One of my instances in a private subnet in a VPC in AWS , is making requests to a API (to fetch some metadata). The API provider is asking for an IP address to whitelist.
I'm not sure which IP address should I be providing since the instance is a part of an auto scaling group. It does have an ENI IP , however I'm not sure if that's the IP which they would need to whitelist. Could it be the NAT gateway IP (since the instances use a NAT gateway to connect to the internet) ?
So you have an instance in private subnet and also in auto scaling group. which needs to be whitelisted. What you can do is that you attach a NAT Gateway to the private subnet. This NAT gateway will have an public elastic IP which you can whitelist from API side.
Private Subnet are not meant to be having a public IP address, assigning public address would nullify the benefit that you would like to get from Private subnet.
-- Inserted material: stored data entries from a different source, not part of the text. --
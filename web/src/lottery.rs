use crate::utils::*;
use rand::{SeedableRng, rngs::SmallRng};
use sorte_core::{self as game, Difficulty, LotteryGame, LotteryPhase, StartParams};
use web_sys::{HtmlInputElement, HtmlSelectElement};
use yew::prelude::*;

#[derive(Clone, Debug, PartialEq)]
pub(crate) enum Msg {
    BetInput(String),
    BalanceInput(String),
    DifficultyInput(String),
    Start,
    Play,
    ResetHistory,
}

#[derive(Properties, Clone, PartialEq)]
pub(crate) struct LotteryProps {
    pub seed: u64,
}

pub(crate) struct LotteryView {
    game: LotteryGame,
    rng: SmallRng,
    bet_input: String,
    balance_input: String,
    difficulty_input: String,
    result: String,
    message: String,
}

impl LotteryView {
    fn prefill(params: StartParams) -> (String, String, String) {
        (
            format!("{:.0}", params.bet),
            format!("{:.0}", params.balance),
            params.difficulty.name().to_string(),
        )
    }

    fn play(&mut self) {
        match self.game.play(&mut self.rng, utc_now()) {
            Ok(report) => {
                let outcome = report.outcome;
                self.result = format!(
                    "Number: {} | {} ({})",
                    outcome.number,
                    outcome.label,
                    signed(outcome.delta, 0)
                );
                self.message = if report.depleted {
                    "You ran out of coins. Restart the game to play again.".to_string()
                } else {
                    format!("Last play: {}", utc_now().format("%H:%M:%S"))
                };
            }
            Err(err) => {
                log::debug!("play refused: {}", err);
                self.message = err.to_string();
            }
        }
    }
}

/// Clears the play log once the player has confirmed, returning whether anything changed.
fn clear_history(game: &mut LotteryGame, confirmed: bool) -> bool {
    if confirmed {
        game.reset_history();
    }
    confirmed
}

impl Component for LotteryView {
    type Message = Msg;
    type Properties = LotteryProps;

    fn create(ctx: &Context<Self>) -> Self {
        let game: LotteryGame = game::load_or_default(&LocalStore);
        let (bet_input, balance_input, difficulty_input) = Self::prefill(game.start_params());
        Self {
            game,
            rng: SmallRng::seed_from_u64(ctx.props().seed),
            bet_input,
            balance_input,
            difficulty_input,
            result: String::new(),
            message: String::new(),
        }
    }

    fn update(&mut self, _ctx: &Context<Self>, msg: Self::Message) -> bool {
        use Msg::*;

        let mutated = match msg {
            BetInput(value) => {
                self.bet_input = value;
                false
            }
            BalanceInput(value) => {
                self.balance_input = value;
                false
            }
            DifficultyInput(value) => {
                self.difficulty_input = value;
                false
            }
            Start => {
                let params = StartParams::from_inputs(
                    &self.bet_input,
                    &self.balance_input,
                    &self.difficulty_input,
                );
                self.game.start(params);
                (self.bet_input, self.balance_input, self.difficulty_input) = Self::prefill(params);
                self.result = "Game started, press Play!".to_string();
                self.message.clear();
                true
            }
            Play => {
                self.play();
                true
            }
            ResetHistory => clear_history(&mut self.game, gloo::dialogs::confirm("Clear history?")),
        };

        if mutated {
            game::save(&mut LocalStore, &self.game);
        }
        true
    }

    fn view(&self, ctx: &Context<Self>) -> Html {
        use Msg::*;

        let link = ctx.link();
        let on_bet = link.callback(|e: InputEvent| {
            let input: HtmlInputElement = e.target_unchecked_into();
            BetInput(input.value())
        });
        let on_balance = link.callback(|e: InputEvent| {
            let input: HtmlInputElement = e.target_unchecked_into();
            BalanceInput(input.value())
        });
        let on_difficulty = link.callback(|e: Event| {
            let select: HtmlSelectElement = e.target_unchecked_into();
            DifficultyInput(select.value())
        });
        let can_play = matches!(self.game.phase(), LotteryPhase::Running) && self.game.balance() > 0.0;
        let difficulty = Difficulty::parse(&self.difficulty_input).unwrap_or_default();

        html! {
            <section class="lottery">
                <h2>{"Lucky Number"}</h2>
                <div class="controls">
                    <label>{"Bet"}<input type="number" min="1" value={self.bet_input.clone()} oninput={on_bet}/></label>
                    <label>{"Starting balance"}<input type="number" min="1" value={self.balance_input.clone()} oninput={on_balance}/></label>
                    <label>{"Difficulty"}
                        <select onchange={on_difficulty}>
                            {
                                for Difficulty::ALL.into_iter().map(|option| html! {
                                    <option value={option.name()} selected={option == difficulty}>{option.name()}</option>
                                })
                            }
                        </select>
                    </label>
                    <button type="button" onclick={link.callback(|_| Start)}>{"Start"}</button>
                    <button type="button" disabled={!can_play} onclick={link.callback(|_| Play)}>{"Play"}</button>
                    <button type="button" onclick={link.callback(|_| ResetHistory)}>{"Clear history"}</button>
                </div>
                <p class="balance">{format!("💰 Balance: {:.0} coins", self.game.balance())}</p>
                <p class="odds">{difficulty.odds_summary()}</p>
                <output>{self.result.clone()}</output>
                <p class="message">{self.message.clone()}</p>
                <pre class="chart">{sparkline(self.game.series().iter(), 60)}</pre>
                <ol class="history">
                    {
                        for self.game.history().iter().map(|record| html! {
                            <li>{format!(
                                "{} | num:{} | {} | {} | balance:{:.0}",
                                record.time.format("%H:%M:%S"),
                                record.number,
                                record.label,
                                signed(record.delta, 0),
                                record.balance_after,
                            )}</li>
                        })
                    }
                </ol>
            </section>
        }
    }
}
However, Many users above about suggested correct option. By having a NAT gateway ( with elastic IP address ) and then configuring the private routing table with NAT gateway would allow the internet traffic ( from allowed IP address configured in private routing table) . Since all outgoing traffic would be going through the NAT gateway you can use the elastic IP address attached with NAT gateway to get whitelisted the API Provider.
You mean to say, your VPC have private subnet and public subnet. Your EC2 instances are in private subnet and you want to whitelist IP address of those EC2 instances. You can't have public IP addresses of EC2 in private instance. If you have private and public subnet architecture then you should set up ELB into public subnet and attach it to auto scaling group of EC2 instances into private subnet.
Check link about auto scaling group.
The NAT gateway has different purpose, you can't share NAT ip for whitelisting. Refer link to see, how Auto Scaling group created and how ELB attached to it.
You should share ELB IP address to provider for whitelisting.